### Task
Find the word "RenderAgent" in the records and copy every line where it occurs.
*** Records provided Section Begins ***
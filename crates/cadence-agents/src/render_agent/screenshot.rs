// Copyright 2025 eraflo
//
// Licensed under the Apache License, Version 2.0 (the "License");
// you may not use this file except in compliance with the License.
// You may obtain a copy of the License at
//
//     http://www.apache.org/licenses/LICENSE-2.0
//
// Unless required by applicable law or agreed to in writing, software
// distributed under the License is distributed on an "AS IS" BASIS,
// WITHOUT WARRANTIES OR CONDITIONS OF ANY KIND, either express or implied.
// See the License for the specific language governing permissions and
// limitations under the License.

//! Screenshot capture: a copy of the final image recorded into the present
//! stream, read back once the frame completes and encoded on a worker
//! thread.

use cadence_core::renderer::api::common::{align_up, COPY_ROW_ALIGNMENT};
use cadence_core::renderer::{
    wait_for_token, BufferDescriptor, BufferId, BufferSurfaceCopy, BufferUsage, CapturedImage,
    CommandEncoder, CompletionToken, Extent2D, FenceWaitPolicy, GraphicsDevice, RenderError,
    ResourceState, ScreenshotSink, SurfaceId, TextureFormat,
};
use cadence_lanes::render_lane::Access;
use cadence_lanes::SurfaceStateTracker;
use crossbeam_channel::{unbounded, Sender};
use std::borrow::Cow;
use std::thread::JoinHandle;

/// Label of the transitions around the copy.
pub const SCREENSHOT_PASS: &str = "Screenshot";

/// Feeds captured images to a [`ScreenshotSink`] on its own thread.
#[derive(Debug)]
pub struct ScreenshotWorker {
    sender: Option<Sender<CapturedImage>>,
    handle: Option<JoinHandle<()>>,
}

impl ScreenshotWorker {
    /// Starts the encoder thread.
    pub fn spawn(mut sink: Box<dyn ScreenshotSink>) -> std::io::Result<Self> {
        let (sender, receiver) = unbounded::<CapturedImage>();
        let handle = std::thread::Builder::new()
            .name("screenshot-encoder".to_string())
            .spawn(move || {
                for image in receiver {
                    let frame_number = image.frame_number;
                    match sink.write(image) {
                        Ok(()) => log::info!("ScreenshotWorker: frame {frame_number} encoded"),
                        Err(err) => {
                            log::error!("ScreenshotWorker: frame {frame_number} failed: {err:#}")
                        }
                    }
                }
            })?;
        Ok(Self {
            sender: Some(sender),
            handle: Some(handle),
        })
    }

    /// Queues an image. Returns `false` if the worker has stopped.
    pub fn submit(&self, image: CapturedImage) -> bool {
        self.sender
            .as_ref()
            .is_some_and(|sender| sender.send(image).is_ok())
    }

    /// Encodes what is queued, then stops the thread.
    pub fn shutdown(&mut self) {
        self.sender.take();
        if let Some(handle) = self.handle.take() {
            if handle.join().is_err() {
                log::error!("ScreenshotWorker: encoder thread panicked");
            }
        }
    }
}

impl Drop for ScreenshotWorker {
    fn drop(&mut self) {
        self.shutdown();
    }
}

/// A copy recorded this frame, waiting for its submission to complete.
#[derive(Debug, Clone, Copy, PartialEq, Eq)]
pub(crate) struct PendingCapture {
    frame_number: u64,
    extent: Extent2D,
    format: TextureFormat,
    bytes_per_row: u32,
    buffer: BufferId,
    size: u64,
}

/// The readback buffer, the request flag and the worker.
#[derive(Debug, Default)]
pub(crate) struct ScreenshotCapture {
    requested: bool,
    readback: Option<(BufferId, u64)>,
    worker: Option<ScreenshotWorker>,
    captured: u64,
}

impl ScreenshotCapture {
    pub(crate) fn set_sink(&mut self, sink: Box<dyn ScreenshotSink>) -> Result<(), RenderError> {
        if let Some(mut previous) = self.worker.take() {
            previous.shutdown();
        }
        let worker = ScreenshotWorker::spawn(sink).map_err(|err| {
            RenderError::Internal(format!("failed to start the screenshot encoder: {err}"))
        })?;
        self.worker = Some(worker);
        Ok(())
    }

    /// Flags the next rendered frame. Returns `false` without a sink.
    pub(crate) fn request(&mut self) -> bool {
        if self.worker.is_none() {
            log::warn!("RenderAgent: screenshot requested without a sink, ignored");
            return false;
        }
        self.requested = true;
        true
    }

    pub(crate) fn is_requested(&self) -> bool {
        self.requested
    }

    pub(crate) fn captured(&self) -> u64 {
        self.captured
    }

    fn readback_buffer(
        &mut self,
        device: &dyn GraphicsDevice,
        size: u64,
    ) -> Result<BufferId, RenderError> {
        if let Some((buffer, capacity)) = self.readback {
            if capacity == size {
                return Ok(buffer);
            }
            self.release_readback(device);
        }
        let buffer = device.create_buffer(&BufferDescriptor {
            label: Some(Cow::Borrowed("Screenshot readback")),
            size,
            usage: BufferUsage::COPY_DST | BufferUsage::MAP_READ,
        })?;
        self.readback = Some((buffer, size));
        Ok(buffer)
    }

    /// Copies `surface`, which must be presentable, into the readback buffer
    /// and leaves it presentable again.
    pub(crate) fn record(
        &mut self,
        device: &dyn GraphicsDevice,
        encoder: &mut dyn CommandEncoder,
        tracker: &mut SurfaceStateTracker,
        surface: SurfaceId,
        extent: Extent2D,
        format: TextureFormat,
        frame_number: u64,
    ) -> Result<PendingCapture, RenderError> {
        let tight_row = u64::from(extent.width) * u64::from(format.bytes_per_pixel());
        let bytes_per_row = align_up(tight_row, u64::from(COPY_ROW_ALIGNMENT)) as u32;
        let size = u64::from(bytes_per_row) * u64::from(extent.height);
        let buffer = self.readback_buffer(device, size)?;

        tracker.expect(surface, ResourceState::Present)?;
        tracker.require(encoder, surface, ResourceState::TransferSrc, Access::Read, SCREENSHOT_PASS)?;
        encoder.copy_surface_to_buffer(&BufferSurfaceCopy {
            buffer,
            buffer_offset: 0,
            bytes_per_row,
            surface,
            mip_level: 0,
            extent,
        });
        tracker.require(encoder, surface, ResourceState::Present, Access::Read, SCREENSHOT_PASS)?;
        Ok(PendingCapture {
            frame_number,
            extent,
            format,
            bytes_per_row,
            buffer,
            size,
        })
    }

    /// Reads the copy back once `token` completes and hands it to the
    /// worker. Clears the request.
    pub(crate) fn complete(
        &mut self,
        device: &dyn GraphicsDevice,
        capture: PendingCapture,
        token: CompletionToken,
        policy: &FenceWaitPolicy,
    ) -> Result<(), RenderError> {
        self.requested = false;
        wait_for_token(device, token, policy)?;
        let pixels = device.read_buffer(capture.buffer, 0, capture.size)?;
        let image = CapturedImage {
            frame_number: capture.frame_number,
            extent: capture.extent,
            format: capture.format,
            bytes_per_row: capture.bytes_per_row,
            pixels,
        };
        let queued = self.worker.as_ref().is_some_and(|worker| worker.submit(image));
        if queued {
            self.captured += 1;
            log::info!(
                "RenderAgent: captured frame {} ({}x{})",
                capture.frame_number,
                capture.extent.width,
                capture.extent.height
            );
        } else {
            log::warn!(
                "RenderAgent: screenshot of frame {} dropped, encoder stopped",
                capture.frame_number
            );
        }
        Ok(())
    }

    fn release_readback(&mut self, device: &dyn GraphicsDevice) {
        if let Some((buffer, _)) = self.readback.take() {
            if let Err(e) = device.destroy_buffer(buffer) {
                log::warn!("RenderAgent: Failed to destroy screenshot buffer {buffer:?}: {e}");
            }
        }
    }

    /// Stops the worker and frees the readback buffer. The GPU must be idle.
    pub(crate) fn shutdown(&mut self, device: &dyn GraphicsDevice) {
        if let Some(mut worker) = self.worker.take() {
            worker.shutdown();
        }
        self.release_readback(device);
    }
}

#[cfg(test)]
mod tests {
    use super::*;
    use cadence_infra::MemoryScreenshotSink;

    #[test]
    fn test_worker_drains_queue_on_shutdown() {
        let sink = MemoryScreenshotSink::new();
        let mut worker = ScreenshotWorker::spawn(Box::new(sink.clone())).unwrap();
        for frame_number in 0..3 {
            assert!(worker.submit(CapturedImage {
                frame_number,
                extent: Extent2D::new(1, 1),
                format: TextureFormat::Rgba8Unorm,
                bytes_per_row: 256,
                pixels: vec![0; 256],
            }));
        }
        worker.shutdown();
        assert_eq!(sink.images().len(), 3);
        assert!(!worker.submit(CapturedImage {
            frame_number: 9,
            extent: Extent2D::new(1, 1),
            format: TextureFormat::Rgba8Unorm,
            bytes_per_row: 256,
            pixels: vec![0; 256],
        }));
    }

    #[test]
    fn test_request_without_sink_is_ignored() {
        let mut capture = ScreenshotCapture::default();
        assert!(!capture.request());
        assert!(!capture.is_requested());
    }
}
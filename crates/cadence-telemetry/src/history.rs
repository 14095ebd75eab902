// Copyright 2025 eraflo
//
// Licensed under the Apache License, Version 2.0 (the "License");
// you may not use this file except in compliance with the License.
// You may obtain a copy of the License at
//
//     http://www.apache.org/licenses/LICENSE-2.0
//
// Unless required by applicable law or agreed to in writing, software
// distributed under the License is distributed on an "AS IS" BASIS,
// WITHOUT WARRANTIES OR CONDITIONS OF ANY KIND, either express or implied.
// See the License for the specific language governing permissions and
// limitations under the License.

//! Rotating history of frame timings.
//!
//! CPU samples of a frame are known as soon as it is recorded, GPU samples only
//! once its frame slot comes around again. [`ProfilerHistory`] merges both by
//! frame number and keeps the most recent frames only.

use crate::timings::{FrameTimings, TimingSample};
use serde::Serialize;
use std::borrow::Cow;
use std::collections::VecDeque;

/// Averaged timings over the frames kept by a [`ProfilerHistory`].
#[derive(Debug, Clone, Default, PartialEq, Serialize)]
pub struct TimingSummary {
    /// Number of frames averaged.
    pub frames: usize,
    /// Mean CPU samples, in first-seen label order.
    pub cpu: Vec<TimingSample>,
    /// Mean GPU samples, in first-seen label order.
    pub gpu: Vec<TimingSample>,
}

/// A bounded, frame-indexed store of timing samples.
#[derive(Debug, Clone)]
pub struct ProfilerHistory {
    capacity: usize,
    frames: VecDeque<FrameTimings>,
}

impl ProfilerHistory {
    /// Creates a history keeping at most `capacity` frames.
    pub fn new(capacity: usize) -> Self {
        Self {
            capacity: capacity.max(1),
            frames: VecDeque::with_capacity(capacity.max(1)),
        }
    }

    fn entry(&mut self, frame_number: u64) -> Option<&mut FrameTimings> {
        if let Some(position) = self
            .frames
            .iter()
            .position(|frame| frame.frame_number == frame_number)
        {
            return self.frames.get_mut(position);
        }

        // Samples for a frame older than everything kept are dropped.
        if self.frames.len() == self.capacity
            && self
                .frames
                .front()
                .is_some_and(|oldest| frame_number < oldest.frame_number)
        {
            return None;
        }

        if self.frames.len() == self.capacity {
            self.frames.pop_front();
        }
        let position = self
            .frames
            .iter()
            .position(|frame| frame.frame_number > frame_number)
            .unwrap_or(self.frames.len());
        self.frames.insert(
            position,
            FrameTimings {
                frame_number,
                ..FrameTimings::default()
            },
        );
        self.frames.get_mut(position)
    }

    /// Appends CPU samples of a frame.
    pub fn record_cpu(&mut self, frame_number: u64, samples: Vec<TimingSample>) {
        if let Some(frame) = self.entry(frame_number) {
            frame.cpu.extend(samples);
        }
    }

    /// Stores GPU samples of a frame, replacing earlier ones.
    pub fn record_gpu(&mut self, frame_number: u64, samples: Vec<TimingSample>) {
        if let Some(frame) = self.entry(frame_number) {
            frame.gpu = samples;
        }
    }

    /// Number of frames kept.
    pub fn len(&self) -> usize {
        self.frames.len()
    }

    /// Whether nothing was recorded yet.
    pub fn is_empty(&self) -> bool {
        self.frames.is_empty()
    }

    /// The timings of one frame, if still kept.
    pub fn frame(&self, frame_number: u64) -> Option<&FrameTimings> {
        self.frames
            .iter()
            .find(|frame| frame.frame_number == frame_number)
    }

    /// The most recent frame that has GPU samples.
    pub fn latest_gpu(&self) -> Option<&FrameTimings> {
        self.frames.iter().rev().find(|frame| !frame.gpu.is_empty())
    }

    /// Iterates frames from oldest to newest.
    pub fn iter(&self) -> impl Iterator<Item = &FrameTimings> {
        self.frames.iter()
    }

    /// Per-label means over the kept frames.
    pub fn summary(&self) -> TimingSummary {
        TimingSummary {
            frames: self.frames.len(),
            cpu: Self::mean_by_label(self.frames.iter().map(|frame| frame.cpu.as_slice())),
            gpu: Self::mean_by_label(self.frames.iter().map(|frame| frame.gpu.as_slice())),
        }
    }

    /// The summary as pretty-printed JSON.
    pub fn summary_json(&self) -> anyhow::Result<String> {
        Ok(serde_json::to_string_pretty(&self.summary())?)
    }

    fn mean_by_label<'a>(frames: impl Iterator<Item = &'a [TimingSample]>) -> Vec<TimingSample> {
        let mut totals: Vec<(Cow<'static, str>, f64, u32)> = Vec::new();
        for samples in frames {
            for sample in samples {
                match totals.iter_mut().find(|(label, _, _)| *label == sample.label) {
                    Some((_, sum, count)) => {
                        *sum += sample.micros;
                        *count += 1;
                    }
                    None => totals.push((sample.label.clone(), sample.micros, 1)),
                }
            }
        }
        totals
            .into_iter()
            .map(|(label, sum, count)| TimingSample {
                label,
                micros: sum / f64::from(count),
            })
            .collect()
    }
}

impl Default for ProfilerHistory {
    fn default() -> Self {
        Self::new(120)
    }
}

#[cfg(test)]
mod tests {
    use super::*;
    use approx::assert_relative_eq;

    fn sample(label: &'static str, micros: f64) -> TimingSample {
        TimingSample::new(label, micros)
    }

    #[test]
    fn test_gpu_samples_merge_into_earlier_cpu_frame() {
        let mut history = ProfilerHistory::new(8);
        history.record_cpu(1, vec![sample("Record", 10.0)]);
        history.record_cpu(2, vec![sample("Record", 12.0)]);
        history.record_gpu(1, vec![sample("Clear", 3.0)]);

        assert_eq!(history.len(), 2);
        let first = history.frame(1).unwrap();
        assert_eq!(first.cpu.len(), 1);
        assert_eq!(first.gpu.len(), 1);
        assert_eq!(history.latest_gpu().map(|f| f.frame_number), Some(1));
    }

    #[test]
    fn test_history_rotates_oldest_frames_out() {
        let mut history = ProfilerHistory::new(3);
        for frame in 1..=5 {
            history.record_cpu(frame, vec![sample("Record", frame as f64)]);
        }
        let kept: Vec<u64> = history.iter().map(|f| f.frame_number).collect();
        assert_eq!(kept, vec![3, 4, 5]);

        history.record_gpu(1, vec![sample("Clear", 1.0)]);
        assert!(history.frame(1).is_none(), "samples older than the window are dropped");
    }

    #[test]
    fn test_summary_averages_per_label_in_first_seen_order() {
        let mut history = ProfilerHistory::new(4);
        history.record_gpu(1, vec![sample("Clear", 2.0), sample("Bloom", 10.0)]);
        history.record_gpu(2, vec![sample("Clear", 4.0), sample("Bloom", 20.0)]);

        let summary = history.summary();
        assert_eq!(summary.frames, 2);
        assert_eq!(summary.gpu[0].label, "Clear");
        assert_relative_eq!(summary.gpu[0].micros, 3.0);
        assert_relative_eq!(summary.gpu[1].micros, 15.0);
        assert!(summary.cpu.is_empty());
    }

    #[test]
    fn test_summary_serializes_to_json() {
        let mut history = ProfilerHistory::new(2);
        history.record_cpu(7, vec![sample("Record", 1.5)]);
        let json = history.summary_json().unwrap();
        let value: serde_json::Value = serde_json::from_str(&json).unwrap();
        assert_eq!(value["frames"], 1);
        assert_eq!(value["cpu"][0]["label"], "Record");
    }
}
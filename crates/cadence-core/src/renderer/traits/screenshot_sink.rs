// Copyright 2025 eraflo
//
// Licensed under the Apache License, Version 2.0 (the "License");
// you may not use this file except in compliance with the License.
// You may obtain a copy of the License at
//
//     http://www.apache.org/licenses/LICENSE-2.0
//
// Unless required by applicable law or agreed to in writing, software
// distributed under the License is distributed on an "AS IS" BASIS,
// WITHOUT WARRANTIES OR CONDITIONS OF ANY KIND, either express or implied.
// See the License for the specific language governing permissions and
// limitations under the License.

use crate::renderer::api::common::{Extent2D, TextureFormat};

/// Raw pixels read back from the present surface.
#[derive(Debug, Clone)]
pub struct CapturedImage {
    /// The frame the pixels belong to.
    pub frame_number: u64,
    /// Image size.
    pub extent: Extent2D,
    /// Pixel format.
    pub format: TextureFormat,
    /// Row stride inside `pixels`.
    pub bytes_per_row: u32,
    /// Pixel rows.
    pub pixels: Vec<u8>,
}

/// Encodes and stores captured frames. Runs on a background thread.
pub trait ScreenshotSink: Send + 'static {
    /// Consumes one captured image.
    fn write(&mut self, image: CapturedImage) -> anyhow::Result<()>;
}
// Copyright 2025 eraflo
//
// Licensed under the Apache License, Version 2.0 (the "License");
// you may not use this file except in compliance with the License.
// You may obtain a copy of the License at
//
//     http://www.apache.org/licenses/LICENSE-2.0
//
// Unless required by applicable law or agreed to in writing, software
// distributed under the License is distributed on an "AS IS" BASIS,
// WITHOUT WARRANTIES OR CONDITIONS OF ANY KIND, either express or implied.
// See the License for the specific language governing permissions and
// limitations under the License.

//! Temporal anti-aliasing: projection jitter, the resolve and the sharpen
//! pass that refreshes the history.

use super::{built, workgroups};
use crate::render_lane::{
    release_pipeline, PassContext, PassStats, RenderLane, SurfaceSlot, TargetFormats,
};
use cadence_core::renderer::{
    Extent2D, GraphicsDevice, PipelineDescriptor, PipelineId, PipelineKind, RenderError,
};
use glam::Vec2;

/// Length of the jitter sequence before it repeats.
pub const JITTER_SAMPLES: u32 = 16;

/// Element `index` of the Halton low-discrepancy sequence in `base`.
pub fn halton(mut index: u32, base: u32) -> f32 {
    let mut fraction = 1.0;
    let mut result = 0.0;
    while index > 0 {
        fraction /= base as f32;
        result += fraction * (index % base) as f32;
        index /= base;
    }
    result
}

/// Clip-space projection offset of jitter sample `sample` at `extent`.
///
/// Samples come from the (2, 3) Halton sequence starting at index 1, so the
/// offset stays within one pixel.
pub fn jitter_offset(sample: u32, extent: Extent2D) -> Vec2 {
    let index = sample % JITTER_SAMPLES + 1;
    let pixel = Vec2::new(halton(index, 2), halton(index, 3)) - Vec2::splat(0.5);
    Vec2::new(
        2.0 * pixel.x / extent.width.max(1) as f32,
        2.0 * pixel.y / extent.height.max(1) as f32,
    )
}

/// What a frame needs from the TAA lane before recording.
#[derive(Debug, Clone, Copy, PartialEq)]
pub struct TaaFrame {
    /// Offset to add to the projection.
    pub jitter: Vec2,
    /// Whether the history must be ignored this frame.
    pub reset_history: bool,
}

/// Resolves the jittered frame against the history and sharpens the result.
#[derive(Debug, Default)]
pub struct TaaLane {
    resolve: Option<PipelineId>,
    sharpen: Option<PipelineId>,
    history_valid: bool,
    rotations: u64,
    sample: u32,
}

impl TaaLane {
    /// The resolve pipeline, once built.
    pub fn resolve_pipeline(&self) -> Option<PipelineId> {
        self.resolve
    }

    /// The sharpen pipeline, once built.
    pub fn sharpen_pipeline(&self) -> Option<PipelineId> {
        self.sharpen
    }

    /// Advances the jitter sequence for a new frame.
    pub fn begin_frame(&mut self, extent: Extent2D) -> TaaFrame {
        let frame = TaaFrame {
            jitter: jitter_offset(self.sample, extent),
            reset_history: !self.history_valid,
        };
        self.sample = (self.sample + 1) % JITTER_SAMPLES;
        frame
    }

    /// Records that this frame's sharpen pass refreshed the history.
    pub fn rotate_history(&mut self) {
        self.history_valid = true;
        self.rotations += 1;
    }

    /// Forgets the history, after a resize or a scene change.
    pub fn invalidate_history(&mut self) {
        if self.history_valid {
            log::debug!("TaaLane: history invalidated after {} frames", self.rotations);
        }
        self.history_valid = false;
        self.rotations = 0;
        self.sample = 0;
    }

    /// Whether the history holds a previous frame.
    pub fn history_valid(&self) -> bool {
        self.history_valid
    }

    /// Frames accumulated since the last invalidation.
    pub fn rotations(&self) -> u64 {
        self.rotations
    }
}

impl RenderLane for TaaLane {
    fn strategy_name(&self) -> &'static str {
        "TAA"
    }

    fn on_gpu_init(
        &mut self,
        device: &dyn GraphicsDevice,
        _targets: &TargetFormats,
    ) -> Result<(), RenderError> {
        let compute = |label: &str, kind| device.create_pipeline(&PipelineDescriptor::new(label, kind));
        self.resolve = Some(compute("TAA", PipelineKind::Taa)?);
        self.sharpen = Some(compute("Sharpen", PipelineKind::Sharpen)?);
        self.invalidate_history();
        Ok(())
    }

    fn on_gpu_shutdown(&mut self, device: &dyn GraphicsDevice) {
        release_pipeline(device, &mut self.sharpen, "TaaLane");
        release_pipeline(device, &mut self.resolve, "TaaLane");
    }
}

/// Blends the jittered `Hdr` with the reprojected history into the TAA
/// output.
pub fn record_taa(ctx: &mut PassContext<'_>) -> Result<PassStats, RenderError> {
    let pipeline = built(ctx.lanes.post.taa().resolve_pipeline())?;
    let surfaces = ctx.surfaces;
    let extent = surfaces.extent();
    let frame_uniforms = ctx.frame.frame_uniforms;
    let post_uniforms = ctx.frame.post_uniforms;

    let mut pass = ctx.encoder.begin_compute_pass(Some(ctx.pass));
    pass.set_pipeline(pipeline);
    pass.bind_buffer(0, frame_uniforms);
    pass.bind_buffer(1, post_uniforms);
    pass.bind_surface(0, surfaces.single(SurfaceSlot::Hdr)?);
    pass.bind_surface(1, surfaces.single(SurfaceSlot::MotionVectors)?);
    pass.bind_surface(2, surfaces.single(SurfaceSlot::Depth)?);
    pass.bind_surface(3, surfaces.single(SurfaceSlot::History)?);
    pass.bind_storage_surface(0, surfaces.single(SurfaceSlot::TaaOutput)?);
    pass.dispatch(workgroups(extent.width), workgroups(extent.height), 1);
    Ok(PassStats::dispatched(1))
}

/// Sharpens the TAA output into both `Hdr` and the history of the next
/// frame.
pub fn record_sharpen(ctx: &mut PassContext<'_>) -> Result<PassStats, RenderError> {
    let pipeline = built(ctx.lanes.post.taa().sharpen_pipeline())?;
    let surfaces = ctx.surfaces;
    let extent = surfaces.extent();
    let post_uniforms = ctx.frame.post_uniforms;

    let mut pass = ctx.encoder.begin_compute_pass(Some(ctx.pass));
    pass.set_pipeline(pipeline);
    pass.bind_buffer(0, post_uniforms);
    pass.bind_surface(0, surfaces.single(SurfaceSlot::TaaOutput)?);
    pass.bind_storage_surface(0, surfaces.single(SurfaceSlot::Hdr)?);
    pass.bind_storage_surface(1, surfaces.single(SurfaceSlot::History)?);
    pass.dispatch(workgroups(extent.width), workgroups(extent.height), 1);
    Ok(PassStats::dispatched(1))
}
*** Records provided Section Ends ***
### Output below
            log::warn!("RenderAgent: screenshot requested without a sink, ignored");
                "RenderAgent: captured frame {} ({}x{})",
                "RenderAgent: screenshot of frame {} dropped, encoder stopped",
                log::warn!("RenderAgent: Failed to destroy screenshot buffer {buffer:?}: {e}");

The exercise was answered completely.